According to a report by U.K.-based real estate research institute Knight Frank, Dubai recorded the largest jump in housing prices - 28.5 percent - among emerging countries for the 12 months ending with the third quarter. China followed with 21.6 percent and Hong Kong 16.1 percent.

In stark contrast, Korean housing prices retreated 0.7 percent during the same period, according to the report.

Cluttons, a real estate consultancy in Dubai, said in a recent report that prices are currently 47 percent above the bottom of the market in the second quarter of 2009, but 26 percent below the market peak in the third quarter of 2008.

Detecting some signs of the market heating up again, the Dubai government in October released regulatory measures to slow the rise. The Dubai Land Department doubled property registration fees to 4 percent, and the UAE Central Bank established mortgage caps to restrict the amount of loans.

The Cluttons report said the recent regulation already is having impact on the market, stemming additional sharp increases in property values.

“For the past four years, it was visible that the Dubai economy was rebounding along with favorable signs in the real estate market,” said Son Joo-hong, a senior manager at Korea Trade Center in Dubai. “The country’s GDP is growing steadily at about 4 percent with an abundance of foreign exchange reserves.”
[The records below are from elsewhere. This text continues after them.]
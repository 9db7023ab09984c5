use std::path::PathBuf;

/// Errors from tree induction, prediction, evaluation, and model persistence.
#[derive(Debug, thiserror::Error)]
pub enum TreeError {
    /// Returned when a table or label set has zero rows.
    #[error("dataset has zero rows")]
    EmptyDataset,

    /// Returned when rows have zero columns, so there is no label column.
    #[error("rows have zero columns; column 0 must hold the label")]
    MissingLabelColumn,

    /// Returned when a row has a different number of columns than the first row.
    #[error("row {row_index} has {got} columns, expected {expected}")]
    RowLengthMismatch {
        /// The column count of the first row.
        expected: usize,
        /// The column count of the offending row.
        got: usize,
        /// The zero-based index of the offending row.
        row_index: usize,
    },

    /// Returned when the minimum node size is zero.
    #[error("min_node_size must be at least 1, got {min_node_size}")]
    InvalidMinNodeSize {
        /// The invalid value provided.
        min_node_size: usize,
    },

    /// Returned when n_folds is less than 2.
    #[error("n_folds must be at least 2, got {n_folds}")]
    InvalidFoldCount {
        /// The invalid n_folds value provided.
        n_folds: usize,
    },

    /// Returned when the dataset is too small to give every fold a validation row.
    #[error("{n_samples} rows cannot be split into {n_folds} non-empty folds")]
    TooFewSamplesForFolds {
        /// Number of rows in the dataset.
        n_samples: usize,
        /// The requested number of folds.
        n_folds: usize,
    },

    /// Returned when a row passed to prediction has the wrong column count.
    #[error("prediction input has {got} columns, expected {expected}")]
    PredictionColumnMismatch {
        /// The column count the tree was trained on.
        expected: usize,
        /// The column count of the prediction input.
        got: usize,
    },

    /// Returned when a label falls outside the class range of a confusion matrix.
    #[error("label {label} is outside the class range 0..{n_classes}")]
    LabelOutOfRange {
        /// The offending label.
        label: u32,
        /// Number of classes the matrix was built for.
        n_classes: usize,
    },

    /// Returned when balanced accuracy is requested but a class has no true samples,
    /// so its recall (and the average of recalls) is undefined.
    #[error("balanced accuracy is undefined: class {class} has no validation rows")]
    UndefinedBalancedAccuracy {
        /// The class with zero support.
        class: u32,
    },

    /// Returned when model serialization fails.
    #[error("failed to serialize model")]
    SerializeModel {
        /// The underlying bincode error.
        source: Box<bincode::ErrorKind>,
    },

    /// Returned when model deserialization fails.
    #[error("failed to deserialize model from {path}")]
    DeserializeModel {
        /// Path to the model file that could not be deserialized.
        path: PathBuf,
        /// The underlying bincode error.
        source: Box<bincode::ErrorKind>,
    },

    /// Returned when writing the model file fails.
    #[error("failed to write model to {path}")]
    WriteModel {
        /// Path to the file that could not be written.
        path: PathBuf,
        /// The underlying I/O error.
        source: std::io::Error,
    },

    /// Returned when reading the model file fails.
    #[error("failed to read model from {path}")]
    ReadModel {
        /// Path to the file that could not be read.
        path: PathBuf,
        /// The underlying I/O error.
        source: std::io::Error,
    },

    /// Returned when loading a model with an incompatible format version.
    #[error("incompatible model version in {path}: expected {expected}, found {found}")]
    IncompatibleModelVersion {
        /// The model format version this build expects.
        expected: u32,
        /// The model format version found in the file.
        found: u32,
        /// Path to the model file with the incompatible version.
        path: PathBuf,
    },
}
According to the Economic Intelligence Unit’s country report, Dubai’s GDP is forecast to rise 4.3 percent this year, continuing to revive from 4.8 percent fall in 2009. Its trade balance jumped from $42 billion in 2009 to $128 billion last year. Foreign exchange reserves are projected to stand at $58 billion, up from $26 billion in the moratorium year.

Still, how the recovering property market of Dubai will affect an economy that defaulted on massive debt five years ago remains to be seen.

The International Monetary Fund said in a July report that the UAE economy is getting a boost from its rebounding real estate market, but the Dubai government and related entities still have about $142 billion in debt.

“The remaining debt could serve as a major hurdle to the recovery of Dubai and its major development projects,” Son said. “Next year alone, the country has to restructure about $50 billion in debt.”

When the ambitious Mohammed bin Rashid City project will break ground isn’t definite, and numerous development projects have been on hold since the 2009 crisis, including the iconic Palm Jumeirah and Palm Deira projects.

Signs of buoyance in the Middle East country, considered a land of opportunity for Korean construction companies, raise hopes for expansion into the region.

“When some of the stalled projects restart, hopefully Korean builders could get chances to participate,” said a spokesman at Samsung C&T, which withdrew from the Palm Jumeirah project.